New Jersey Gov. Chris Christie's deliberative approach toward a possible 2016 presidential candidacy has some of his potential backers worried.
Christie is telling top supporters and donors not to worry about being able to raise money because there is plenty to go around.
The approach is aimed at allaying the concerns of allies worried that the sudden emergence of former Florida Gov. Jeb Bush and 2012 Republican nominee Mitt Romney as potential candidates is putting pressure on donors to select a candidate right away.
But it also "risks inviting suspicion that the governor is hedging his bets after a bruising year in New Jersey," according to The New York Times.
Problems that could delay or derail a possible campaign include the state's weak economic performance and repeated credit downgrades
from credit agencies such as Fitch Ratings and Standard & Poor's.
Also, the still-pending federal investigation of lane closings to the George Washington Bridge could result in charges against former allies and aides to Christie, creating a taint of corruption.
Christie supporters say that after his 2013 re-election campaign and his successful tenure as head of the Republican Governors Association (RGA), he already has the rudiments of a national campaign structure.
They say that the expansion of the field, including former Arkansas Gov. Mike Huckabee and a number of current GOP governors, has left many Republicans willing to take their time in deciding who to support in 2016.
In addition, Christie backers argue that Bush and Romney are under even more pressure than the New Jersey governor to show momentum. Bush supporters, they say, have made it clear they hope to deter other potential candidates from running for president by demonstrating that he has powerful financial support.

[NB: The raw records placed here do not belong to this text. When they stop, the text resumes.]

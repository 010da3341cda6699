//! Typed decoder for OpenSearch/Atom granule feeds.
//!
//! Only the handful of elements the engine consumes are kept: entry links,
//! the `time:start`/`time:end` interval, the entry `updated` stamp and the
//! feed-level `rel="next"` link. Namespace prefixes are ignored so providers
//! that alias the Atom or time namespaces decode the same way.

use quick_xml::events::{BytesStart, Event};
use quick_xml::Reader;

use crate::error::{SyncError, SyncResult};

/// Title of the link carrying the OPeNDAP access URL.
pub const OPENDAP_LINK_TITLE: &str = "OPeNDAP URL";

/// A `<link>` element.
#[derive(Debug, Clone, Default, PartialEq, Eq)]
pub struct FeedLink {
    pub rel: Option<String>,
    pub title: Option<String>,
    pub href: String,
}

/// One `<entry>` as it appears in the feed, before validation.
#[derive(Debug, Clone, Default, PartialEq, Eq)]
pub struct FeedEntry {
    pub links: Vec<FeedLink>,
    pub start: Option<String>,
    pub end: Option<String>,
    pub updated: Option<String>,
}

impl FeedEntry {
    pub fn link_titled(&self, title: &str) -> Option<&FeedLink> {
        self.links
            .iter()
            .find(|link| link.title.as_deref() == Some(title))
    }
}

/// One decoded result page.
#[derive(Debug, Clone, Default, PartialEq, Eq)]
pub struct FeedPage {
    /// Entries in document order
    pub entries: Vec<FeedEntry>,
    /// URL of the following page, absent on the last page
    pub next: Option<String>,
}

#[derive(Debug, Clone, Copy, PartialEq, Eq)]
enum Capture {
    Start,
    End,
    Updated,
}

fn read_link(element: &BytesStart) -> SyncResult<FeedLink> {
    let mut link = FeedLink::default();
    for attr in element.attributes() {
        let attr = attr.map_err(|e| SyncError::FeedParse(format!("bad link attribute: {}", e)))?;
        let value = attr
            .unescape_value()
            .map_err(|e| SyncError::FeedParse(e.to_string()))?
            .into_owned();
        match attr.key.local_name().as_ref() {
            b"rel" => link.rel = Some(value),
            b"title" => link.title = Some(value),
            b"href" => link.href = value,
            _ => {}
        }
    }
    Ok(link)
}

/// Decode one feed page.
///
/// Malformed XML is an error for the whole page; missing fields inside an
/// entry are left as `None` for the entry decoder to judge.
pub fn parse_feed(xml: &str) -> SyncResult<FeedPage> {
    let mut reader = Reader::from_str(xml);
    reader.trim_text(true);

    let mut buf = Vec::new();
    let mut page = FeedPage::default();
    let mut current: Option<FeedEntry> = None;
    let mut capture: Option<Capture> = None;
    let mut text = String::new();

    loop {
        let event = reader.read_event_into(&mut buf).map_err(|e| {
            SyncError::FeedParse(format!(
                "XML error at position {}: {}",
                reader.buffer_position(),
                e
            ))
        })?;

        match event {
            Event::Start(ref e) | Event::Empty(ref e) => match e.local_name().as_ref() {
                b"entry" if matches!(event, Event::Start(_)) => {
                    current = Some(FeedEntry::default());
                }
                b"link" => {
                    let link = read_link(e)?;
                    match current.as_mut() {
                        Some(entry) => entry.links.push(link),
                        None => {
                            if link.rel.as_deref() == Some("next") && !link.href.is_empty() {
                                page.next = Some(link.href);
                            }
                        }
                    }
                }
                name if current.is_some() && matches!(event, Event::Start(_)) => {
                    capture = match name {
                        b"start" => Some(Capture::Start),
                        b"end" => Some(Capture::End),
                        b"updated" => Some(Capture::Updated),
                        _ => None,
                    };
                    text.clear();
                }
                _ => {}
            },
            Event::Text(t) if capture.is_some() => {
                let value = t.unescape().map_err(|e| SyncError::FeedParse(e.to_string()))?;
                text.push_str(&value);
            }
            Event::CData(t) if capture.is_some() => {
                text.push_str(&String::from_utf8_lossy(&t.into_inner()));
            }
            Event::End(ref e) => match e.local_name().as_ref() {
                b"entry" => {
                    if let Some(entry) = current.take() {
                        page.entries.push(entry);
                    }
                    capture = None;
                }
                b"start" | b"end" | b"updated" => {
                    if let (Some(field), Some(entry)) = (capture.take(), current.as_mut()) {
                        let value = Some(text.trim().to_string()).filter(|v| !v.is_empty());
                        match field {
                            Capture::Start => entry.start = value,
                            Capture::End => entry.end = value,
                            Capture::Updated => entry.updated = value,
                        }
                    }
                    text.clear();
                }
                _ => {}
            },
            Event::Eof => break,
            _ => {}
        }
        buf.clear();
    }

    if current.is_some() {
        return Err(SyncError::FeedParse("unterminated entry".to_string()));
    }

    Ok(page)
}

#[cfg(test)]
mod tests {
    use super::*;

    const PAGE: &str = r#"<?xml version="1.0" encoding="UTF-8"?>
<feed xmlns="http://www.w3.org/2005/Atom"
      xmlns:time="http://a9.com/-/opensearch/extensions/time/1.0/">
  <updated>2020-02-01T00:00:00Z</updated>
  <link href="https://example.org/search?page=1" rel="self"/>
  <link href="https://example.org/search?page=2&amp;x=1" rel="next"/>
  <entry>
    <title>granule one</title>
    <link href="https://example.org/opendap/sst_20200101.nc.html" title="OPeNDAP URL" rel="enclosure"/>
    <link href="https://example.org/ftp/sst_20200101.nc" title="FTP URL"/>
    <time:start>2020-01-01T00:00:00.000000000Z</time:start>
    <time:end>2020-01-01T23:59:59.999999999Z</time:end>
    <updated>2020-01-05T10:00:00Z</updated>
  </entry>
  <entry>
    <link href="https://example.org/opendap/sst_20200102.nc.html" title="OPeNDAP URL"/>
    <time:start>2020-01-02T00:00:00Z</time:start>
    <time:end>2020-01-02T23:59:59Z</time:end>
  </entry>
</feed>"#;

    #[test]
    fn test_parse_entries_in_order() {
        let page = parse_feed(PAGE).unwrap();
        assert_eq!(page.entries.len(), 2);

        let first = &page.entries[0];
        assert_eq!(
            first.link_titled(OPENDAP_LINK_TITLE).unwrap().href,
            "https://example.org/opendap/sst_20200101.nc.html"
        );
        assert_eq!(first.start.as_deref(), Some("2020-01-01T00:00:00.000000000Z"));
        assert_eq!(first.updated.as_deref(), Some("2020-01-05T10:00:00Z"));

        assert_eq!(page.entries[1].updated, None);
        assert_eq!(page.entries[1].end.as_deref(), Some("2020-01-02T23:59:59Z"));
    }

    #[test]
    fn test_feed_level_updated_is_not_an_entry_field() {
        let page = parse_feed(PAGE).unwrap();
        assert!(page.entries.iter().all(|e| e.updated.as_deref() != Some("2020-02-01T00:00:00Z")));
    }

    #[test]
    fn test_next_link() {
        let page = parse_feed(PAGE).unwrap();
        assert_eq!(page.next.as_deref(), Some("https://example.org/search?page=2&x=1"));
    }

    #[test]
    fn test_last_page_has_no_next() {
        let xml = r#"<feed xmlns="http://www.w3.org/2005/Atom"><link rel="self" href="x"/></feed>"#;
        let page = parse_feed(xml).unwrap();
        assert!(page.entries.is_empty());
        assert_eq!(page.next, None);
    }

    #[test]
    fn test_malformed_xml_is_an_error() {
        let err = parse_feed("<feed><entry><time:start>oops</feed>").unwrap_err();
        assert!(matches!(err, SyncError::FeedParse(_)));
    }
}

But the series of meetings Bush held during a trip to New York last week did not involve direct requests for donations.
Likewise, Romney's recent New York trips did not yield concrete commitments from Republicans like New York Jets owner Woody Johnson.
Christie supporters also describe Romney's foray into the 2016 campaign discussion as having been "poorly executed," The Times reported. Some of the former Massachusetts governor's guests said they had been told he just wanted to catch up with old friends and resented the implication that they were on board for Romney in 2016.
Christie backers also emphasize that he promised fellow Republican governors long ago that he would not permit his presidential ambitions to get in the way of his RGA duties, which end next Wednesday with the inauguration of Maryland Gov. Larry Hogan — a surprise victor in November who received strong support from Christie.
Next week, Home Depot co-founder Kenneth G. Langone, a top Christie backer, will host a dinner for Christie with prospective donors.
Several days later, Christie will attend the Iowa Freedom Summit co-hosted by Republican Rep. Steve King, a veteran congressman popular with tea party supporters.